- [PROBLEM REQUIREMENTS]: Each line of the listing below must be returned exactly.

- [GIVEN INFORMATION]:
···

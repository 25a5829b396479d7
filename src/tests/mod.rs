pub(crate) mod helpers;
mod scenarios;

···

- [TASK SOLUTION]:
repository 25a5829b396479d7
filename src/tests/mod.rs
pub(crate) mod helpers;
mod scenarios;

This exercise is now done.